Frantz Fanon believed in Third-World Marxism. Marxism teaches that big changes of society are, at the end of the day, the result of certain economic forces and relations. In modern times, these economic forces are all about the flow of capital (wealth). Who owns the means of production – e.g., oil rigs, telecoms, factory machines? The answer, Marx thought, is the bourgeoisie: the capitalist class which controls the flow of capital, owns the means of production, and therefore can control politics and culture. The relation of the bourgeoisie to capital assets such as the means of production is part of the ‘base’ of society. The idea is that politics and society are just a ‘superstructure’ in the great societal edifice, which rests on the ‘base’ or ‘infrastructure’ of economic forces (what are the technologies, or means of production?) and relations (who owns the technologies?). Most Marxists admit that politics and culture (= the superstructure) also influence economics (= the base). But they also think that economics is the most important cause of what happens elsewhere in society.
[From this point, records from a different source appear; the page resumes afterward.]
use std::{
    fs::File,
    io::BufWriter,
    path::{Path, PathBuf},
};

use anyhow::Context as _;
use clap::{Parser, Subcommand};

#[derive(Parser, Debug)]
#[command(name = "cocoon", version)]
struct Cli {
    /// Raise log verbosity (-v debug, -vv trace). `RUST_LOG` takes precedence.
    #[arg(short, long, action = clap::ArgAction::Count, global = true)]
    verbose: u8,

    #[command(subcommand)]
    cmd: Command,
}

#[derive(Subcommand, Debug)]
enum Command {
    /// Render a single frame as a PNG.
    Frame(FrameArgs),
    /// Render the whole scene as a numbered PNG sequence.
    Render(RenderArgs),
    /// Export the deformed mesh of one frame as Wavefront OBJ.
    Mesh(MeshArgs),
    /// Print the morphed position and masks of one unit-sphere point as JSON.
    Probe(ProbeArgs),
}

#[derive(Parser, Debug)]
struct FrameArgs {
    /// Input scene JSON. Defaults to the built-in scene.
    #[arg(long = "in")]
    in_path: Option<PathBuf>,

    /// Frame index (0-based).
    #[arg(long)]
    frame: u64,

    /// Output PNG path.
    #[arg(long)]
    out: PathBuf,
}

#[derive(Parser, Debug)]
struct RenderArgs {
    /// Input scene JSON. Defaults to the built-in scene.
    #[arg(long = "in")]
    in_path: Option<PathBuf>,

    /// Output directory for `frame_00000.png`, ...
    #[arg(long)]
    out_dir: PathBuf,

    /// Render frames in parallel on a dedicated thread pool.
    #[arg(long)]
    parallel: bool,

    /// Worker thread count (implies `--parallel`).
    #[arg(long)]
    threads: Option<usize>,

    /// Frames per batch.
    #[arg(long, default_value_t = 64)]
    chunk_size: usize,
}

#[derive(Parser, Debug)]
struct MeshArgs {
    /// Input scene JSON. Defaults to the built-in scene.
    #[arg(long = "in")]
    in_path: Option<PathBuf>,

    /// Frame index (0-based).
    #[arg(long)]
    frame: u64,

    /// Output OBJ path.
    #[arg(long)]
    out: PathBuf,
}

#[derive(Parser, Debug)]
struct ProbeArgs {
    /// Input scene JSON supplying the look parameters. Defaults to the built-in scene.
    #[arg(long = "in")]
    in_path: Option<PathBuf>,

    #[arg(long, allow_hyphen_values = true)]
    x: f32,
    #[arg(long, allow_hyphen_values = true)]
    y: f32,
    #[arg(long, allow_hyphen_values = true)]
    z: f32,

    /// Scene time in seconds.
    #[arg(long, default_value_t = 0.0)]
    time: f32,

    /// Morph progress (clamped to [0, 1]).
    #[arg(long, default_value_t = 1.0, allow_hyphen_values = true)]
    progress: f32,
}

fn main() -> anyhow::Result<()> {
    let cli = Cli::parse();
    init_logging(cli.verbose);
    match cli.cmd {
        Command::Frame(args) => cmd_frame(args),
        Command::Render(args) => cmd_render(args),
        Command::Mesh(args) => cmd_mesh(args),
        Command::Probe(args) => cmd_probe(args),
    }
}

fn init_logging(verbose: u8) {
    let default = match verbose {
        0 => "warn",
        1 => "debug",
        _ => "trace",
    };
    let filter = tracing_subscriber::EnvFilter::try_from_default_env()
        .unwrap_or_else(|_| tracing_subscriber::EnvFilter::new(default));
    tracing_subscriber::fmt()
        .with_env_filter(filter)
        .with_writer(std::io::stderr)
        .init();
}

fn read_scene(path: Option<&Path>) -> anyhow::Result<cocoon::SceneConfig> {
    let scene = match path {
        Some(p) => cocoon::SceneConfig::from_path(p)
            .with_context(|| format!("load scene '{}'", p.display()))?,
        None => cocoon::SceneConfig::default(),
    };
    scene.validate().context("validate scene")?;
    Ok(scene)
}

fn create_parent_dir(path: &Path) -> anyhow::Result<()> {
    if let Some(parent) = path.parent()
        && !parent.as_os_str().is_empty()
    {
        std::fs::create_dir_all(parent)
            .with_context(|| format!("create output dir '{}'", parent.display()))?;
    }
    Ok(())
}

fn cmd_frame(args: FrameArgs) -> anyhow::Result<()> {
    let scene = read_scene(args.in_path.as_deref())?;
    let session = cocoon::RenderSession::new(&scene, cocoon::RenderSessionOpts::default())?;
    let frame = session.render_frame(cocoon::FrameIndex(args.frame))?;

    create_parent_dir(&args.out)?;
    image::save_buffer_with_format(
        &args.out,
        &frame.data,
        frame.width,
        frame.height,
        image::ColorType::Rgba8,
        image::ImageFormat::Png,
    )
    .with_context(|| format!("write png '{}'", args.out.display()))?;

    eprintln!("wrote {}", args.out.display());
    Ok(())
}

fn cmd_render(args: RenderArgs) -> anyhow::Result<()> {
    let scene = read_scene(args.in_path.as_deref())?;
    let opts = cocoon::RenderSessionOpts {
        parallel: args.parallel || args.threads.is_some(),
        threads: args.threads,
        chunk_size: args.chunk_size,
    };
    let session = cocoon::RenderSession::new(&scene, opts)?;
    let range = cocoon::FrameRange::new(
        cocoon::FrameIndex(0),
        cocoon::FrameIndex(session.duration_frames()),
    )?;

    let mut sink = cocoon::PngSequenceSink::new(&args.out_dir);
    let stats = session.render_range(range, &mut sink)?;

    eprintln!(
        "wrote {} frames to {}",
        stats.frames_total,
        args.out_dir.display()
    );
    Ok(())
}

fn cmd_mesh(args: MeshArgs) -> anyhow::Result<()> {
    let scene = read_scene(args.in_path.as_deref())?;
    let session = cocoon::RenderSession::new(&scene, cocoon::RenderSessionOpts::default())?;
    let mesh = session.deform_frame(cocoon::FrameIndex(args.frame))?;

    create_parent_dir(&args.out)?;
    let f = File::create(&args.out)
        .with_context(|| format!("create obj '{}'", args.out.display()))?;
    cocoon::write_obj(BufWriter::new(f), &mesh)
        .with_context(|| format!("write obj '{}'", args.out.display()))?;

    eprintln!("wrote {}", args.out.display());
    Ok(())
}

fn cmd_probe(args: ProbeArgs) -> anyhow::Result<()> {
    let scene = read_scene(args.in_path.as_deref())?;
    let vertex = cocoon::Vertex::on_unit_sphere(cocoon::Vec3::new(args.x, args.y, args.z));
    let params = scene.morph.at(args.time, args.progress);
    let morphed = cocoon::evaluate(&vertex, &params);

    let out = serde_json::to_string_pretty(&morphed).context("serialize probe result")?;
    println!("{out}");
    Ok(())
}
So Fanon, as a Third-World Marxist, thinks that the base is more important than the superstructure. When explaining, for instance, the ‘psychological’ manifestations of racism tied to the superstructure, you’ve got to look to the ‘economic’ roots in the base. This is exactly what Fanon tries to show in his discussion of the structures and psychologies of racism. But when addressing the value dimension of racism, Fanon admits that you can’t always apply scientific Marxism to the moral issue of recognition.

Meet Frantz Fanon.

‘Racism is just the superstructure’ which rises on the capitalist base (Fanon 1967:161). The ‘contradictions inherent in the capitalist system’, such as the contradiction between capital and labour which leads to class exploitation, can only be solved through independence from colonial capitalism (ibid.:113). Colonial racism, then, was only possible in the first instance due to the ‘rich[es]’ and consequent power of ‘white[s]’ (Fanon 2008:33). Capitalist society, then, is not intrinsically racialised, but becomes racialised due to its development in particular regions of the world: it is ‘accidentally white’ (Fanon 1967:157). Once the export of the power of European capital and state power begins, the drawing of a colour line between whites and blacks becomes a simple defence of white colonialism and white-owned capital. Racial inequality is a product of economic power disparities and the relations of production of the capitalist world-system (Wallerstein 1974). In line with Fanon’s Third-World Marxism, racial inequality is an infrastructural issue. The superstructural divisions between urban and rural emerge from the infrastructural contradiction of capital and labour. Post-independence, therefore, there is a risk that the ‘national elite’ continues the reproduction of the ‘cultural and economic logic of the former colonial state’, generating a divides between urban and rural regions and between bourgeois, lumpen-proletarian, and peasant classes (Azar 1999:30; Fanon 2001:122, 164). These divides deepen intra-state inequalities between the remaining white urban bourgeoisie and rural peasantry, but also deepen inter-state inequalities between colonial powers and newly independent states. The colonialists’ erection of state borders stymie pan-African unity and prevent the rising up of black peoples against continued extraction of resources and labour power from the Third World (Fanon 1967:133). Both the economic and political/cultural divisions exported from Europe to the Third World create racial inequalities and antagonisms which did not previously exist. State capitalism, therefore, is exported from Europe via colonialism around the world, leaving profound racial inequalities in its wake.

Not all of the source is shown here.